La bonne gouvernance, la transparence et la lutte contre la corruption constituent un fil directeur pour tous les domaines de réforme. Faire des progrès dans ces domaines créera plus de confiance de la population dans le secteur public, réduira le gaspillage des ressources financières, attirera des investissements et permettra ainsi de stimuler la croissance et la création d’emplois.
Au niveau des entreprises publiques, les défis de gouvernance se trouvent à la fois au niveau de la tutelle et de la gestion de l’entreprise. Actuellement, la tutelle des entreprises publiques est répartie entre plusieurs ministères, ce qui complique la mise en œuvre d’une stratégie cohérente. Nous recommandons la création d’un organisme de tutelle centralisé. Au niveau de la gestion d’entreprise, des efforts pour professionnaliser les conseils d’administration et leur donner plus d’autonomie dans les décisions opérationnelles sont en cours. Ces efforts devraient continuer.
La relance de l’économie est conditionnée aujourd’hui par la capacité d’un pays à vacciner. Le fait que la Tunisie est parmi les pays qui tardent à vacciner sa population, comment peut-on relancer l’économie ?
La campagne de vaccination démarre, et l’achèvement de cette campagne est une priorité immédiate pour sortir le pays de la crise et relancer l’économie. Le succès de la campagne de vaccination sera un élément important pour retrouver la croissance et créer des emplois.
Par quel moyen peut-on limiter les subventions énergétiques ?
La récente hausse des prix internationaux du pétrole est un facteur de risque pour l’économie et pour le budget de l’État. Ce dernier a été préparé avec une projection du prix du baril à 45 dollars, alors qu’il dépasse déjà 60 dollars.
Si les prix intérieurs ne reflètent pas cette réalité, l’État devra subventionner la différence, avec un coût budgétaire d’environ 130 millions de dinars pour chaque dollar additionnel.
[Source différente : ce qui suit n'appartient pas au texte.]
use std::{
    env,
    ffi::OsString,
    fs, io,
    path::{Path, PathBuf},
    time::Duration,
};

use directories::BaseDirs;
use serde::Deserialize;

use crate::error::{Error, Result};

pub const DEFAULT_PDFLATEX_PATH: &str = "/usr/local/texlive/2014/bin/i386-linux/pdflatex";

/// Environment variable overriding `pdflatex_path` from the file.
pub const PDFLATEX_PATH_ENV: &str = "TEXREPORT_PDFLATEX_PATH";

/// Raw file contents. Unknown keys are ignored.
#[derive(Debug, Default, Deserialize)]
struct FileSettings {
    pdflatex_path: Option<PathBuf>,
    reports_dir: Option<PathBuf>,
    compile_timeout_sec: Option<u64>,
}

#[derive(Debug, Clone)]
pub struct Config {
    pub pdflatex_path: PathBuf,
    pub reports_dir: PathBuf,
    pub compile_timeout: Option<Duration>,
}

impl Config {
    /// Read the JSON configuration at `path`, filling in defaults for absent keys.
    pub fn load(path: impl AsRef<Path>) -> Result<Self> {
        let path = path.as_ref();
        let text = fs::read_to_string(path).map_err(|e| {
            Error::configuration(format!("cannot read {}: {}", path.display(), e))
        })?;
        Self::parse(&text, path, env::var_os(PDFLATEX_PATH_ENV))
    }

    /// Like [`Config::load`], but a missing file yields `None` instead of an error.
    pub fn load_if_present(path: impl AsRef<Path>) -> Result<Option<Self>> {
        let path = path.as_ref();
        match fs::read_to_string(path) {
            Ok(text) => Self::parse(&text, path, env::var_os(PDFLATEX_PATH_ENV)).map(Some),
            Err(e) if e.kind() == io::ErrorKind::NotFound => {
                tracing::debug!(config = %path.display(), "No configuration file, using defaults");
                Ok(None)
            }
            Err(e) => Err(Error::configuration(format!(
                "cannot read {}: {}",
                path.display(),
                e
            ))),
        }
    }

    /// `pdflatex_override` wins over the file value unless it is empty.
    fn parse(text: &str, path: &Path, pdflatex_override: Option<OsString>) -> Result<Self> {
        let settings: FileSettings = serde_json::from_str(text).map_err(|e| {
            Error::configuration(format!("cannot parse {}: {}", path.display(), e))
        })?;

        let pdflatex_path = pdflatex_override
            .filter(|v| !v.is_empty())
            .map(PathBuf::from)
            .or(settings.pdflatex_path)
            .unwrap_or_else(|| PathBuf::from(DEFAULT_PDFLATEX_PATH));

        tracing::debug!(config = %path.display(), pdflatex = %pdflatex_path.display(), "Loaded configuration");

        Ok(Self {
            pdflatex_path,
            reports_dir: settings.reports_dir.unwrap_or_else(default_reports_dir),
            compile_timeout: settings.compile_timeout_sec.map(Duration::from_secs),
        })
    }
}

pub fn default_config_path() -> PathBuf {
    let base = BaseDirs::new()
        .map(|b| b.config_dir().to_path_buf())
        .unwrap_or_else(|| PathBuf::from("~/.config"));
    base.join("texreport").join("pdflatex.json")
}

pub fn default_reports_dir() -> PathBuf {
    env::temp_dir().join("texreport").join("reports")
}

/// Plot output directory: `reports_dir` from the file at `path` when it exists, else the default.
pub fn resolve_reports_dir(path: impl AsRef<Path>) -> Result<PathBuf> {
    Ok(Config::load_if_present(path)?
        .map(|cfg| cfg.reports_dir)
        .unwrap_or_else(default_reports_dir))
}

#[cfg(test)]
mod tests {
    use super::*;
    use tempfile::TempDir;

    fn write_config(dir: &TempDir, body: &str) -> PathBuf {
        let p = dir.path().join("pdflatex.json");
        fs::write(&p, body).unwrap();
        p
    }

    #[test]
    fn test_parse_reads_known_keys_and_ignores_others() {
        let cfg = Config::parse(
            r#"{"pdflatex_path": "/opt/tex/pdflatex", "reports_dir": "/srv/reports",
                "compile_timeout_sec": 30, "colour": "blue"}"#,
            Path::new("pdflatex.json"),
            None,
        )
        .unwrap();
        assert_eq!(cfg.pdflatex_path, PathBuf::from("/opt/tex/pdflatex"));
        assert_eq!(cfg.reports_dir, PathBuf::from("/srv/reports"));
        assert_eq!(cfg.compile_timeout, Some(Duration::from_secs(30)));
    }

    #[test]
    fn test_parse_falls_back_to_defaults() {
        let cfg = Config::parse("{}", Path::new("pdflatex.json"), None).unwrap();
        assert_eq!(cfg.pdflatex_path, PathBuf::from(DEFAULT_PDFLATEX_PATH));
        assert_eq!(cfg.reports_dir, default_reports_dir());
        assert!(cfg.compile_timeout.is_none());
    }

    #[test]
    fn test_env_override_wins_over_file() {
        let cfg = Config::parse(
            r#"{"pdflatex_path": "/opt/tex/pdflatex"}"#,
            Path::new("pdflatex.json"),
            Some(OsString::from("/usr/bin/pdflatex")),
        )
        .unwrap();
        assert_eq!(cfg.pdflatex_path, PathBuf::from("/usr/bin/pdflatex"));

        let cfg = Config::parse("{}", Path::new("pdflatex.json"), Some(OsString::from("/usr/bin/pdflatex")))
            .unwrap();
        assert_eq!(cfg.pdflatex_path, PathBuf::from("/usr/bin/pdflatex"));
    }

    #[test]
    fn test_empty_env_override_is_ignored() {
        let cfg = Config::parse(
            r#"{"pdflatex_path": "/opt/tex/pdflatex"}"#,
            Path::new("pdflatex.json"),
            Some(OsString::new()),
        )
        .unwrap();
        assert_eq!(cfg.pdflatex_path, PathBuf::from("/opt/tex/pdflatex"));
    }

    #[test]
    fn test_load_reads_file() {
        let dir = TempDir::new().unwrap();
        let p = write_config(&dir, r#"{"reports_dir": "/srv/reports"}"#);
        let cfg = Config::load(&p).unwrap();
        assert_eq!(cfg.reports_dir, PathBuf::from("/srv/reports"));
    }

    #[test]
    fn test_load_if_present() {
        let dir = TempDir::new().unwrap();
        assert!(Config::load_if_present(dir.path().join("absent.json")).unwrap().is_none());

        let p = write_config(&dir, r#"{"reports_dir": "/srv/reports"}"#);
        let cfg = Config::load_if_present(&p).unwrap().unwrap();
        assert_eq!(cfg.reports_dir, PathBuf::from("/srv/reports"));

        let p = write_config(&dir, "not json");
        assert!(matches!(Config::load_if_present(&p), Err(Error::Configuration(_))));
    }

    #[test]
    fn test_resolve_reports_dir_without_config_file() {
        let dir = TempDir::new().unwrap();
        let resolved = resolve_reports_dir(dir.path().join("absent.json")).unwrap();
        assert_eq!(resolved, default_reports_dir());

        let p = write_config(&dir, r#"{"reports_dir": "/srv/reports"}"#);
        assert_eq!(resolve_reports_dir(&p).unwrap(), PathBuf::from("/srv/reports"));

        let p = write_config(&dir, "{");
        assert!(resolve_reports_dir(&p).is_err());
    }

    #[test]
    fn test_load_missing_file_is_configuration_error() {
        let dir = TempDir::new().unwrap();
        let err = Config::load(dir.path().join("absent.json")).unwrap_err();
        assert!(matches!(err, Error::Configuration(_)), "got {err:?}");
    }

    #[test]
    fn test_load_malformed_file_is_configuration_error() {
        let dir = TempDir::new().unwrap();
        let p = write_config(&dir, "pdflatex_path = /usr/bin/pdflatex");
        assert!(matches!(Config::load(&p), Err(Error::Configuration(_))));
    }

    #[test]
    fn test_default_config_path_file_name() {
        let p = default_config_path();
        assert!(p.ends_with("texreport/pdflatex.json"));
    }
}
En plus de la situation budgétaire difficile, ces subventions bénéficient surtout aux ménages les plus aisés, et elles n’incitent ni à conserver les énergies existantes, ni à investir dans des énergies renouvelables. Ainsi, elles gaspillent des ressources et contribuent au changement climatique.
Toutes ces raisons expliquent pourquoi l’introduction d’un mécanisme mensuel d’ajustement des prix à la pompe est une bonne démarche. A terme, avec l’introduction de transferts ciblés aux ménages les plus démunis, des subventions comme celles accordées aux trois produits énergétiques pourraient être éliminées graduellement.
Quel est votre message pour les Tunisiens ?
D’abord, je voudrais exprimer mes plus profondes condoléances à tous les Tunisiens et Tunisiennes qui ont perdu des proches à cause de la pandémie. Espérons tous que la campagne de vaccination mondiale en cours aidera à vaincre rapidement la Covid-19.
Sur le plan économique, l’année 2021 sera difficile, mais je suis optimiste sur le fait que le rebond économique accompagnera le succès de la campagne de vaccination. Je suis aussi optimiste quant à la détermination des autorités de relever les défis immédiats liés à la pandémie et d’assurer la relance économique et la création d’emplois, le renforcement du filet de protection sociale et la soutenabilité des finances publiques.
Avec un consensus national pour entamer des réformes, qui valorisera le grand potentiel économique de la Tunisie, la nouvelle décennie pourrait apporter plus d’opportunités et de prospérité partagées. Le FMI et les partenaires internationaux seront là pour accompagner la Tunisie.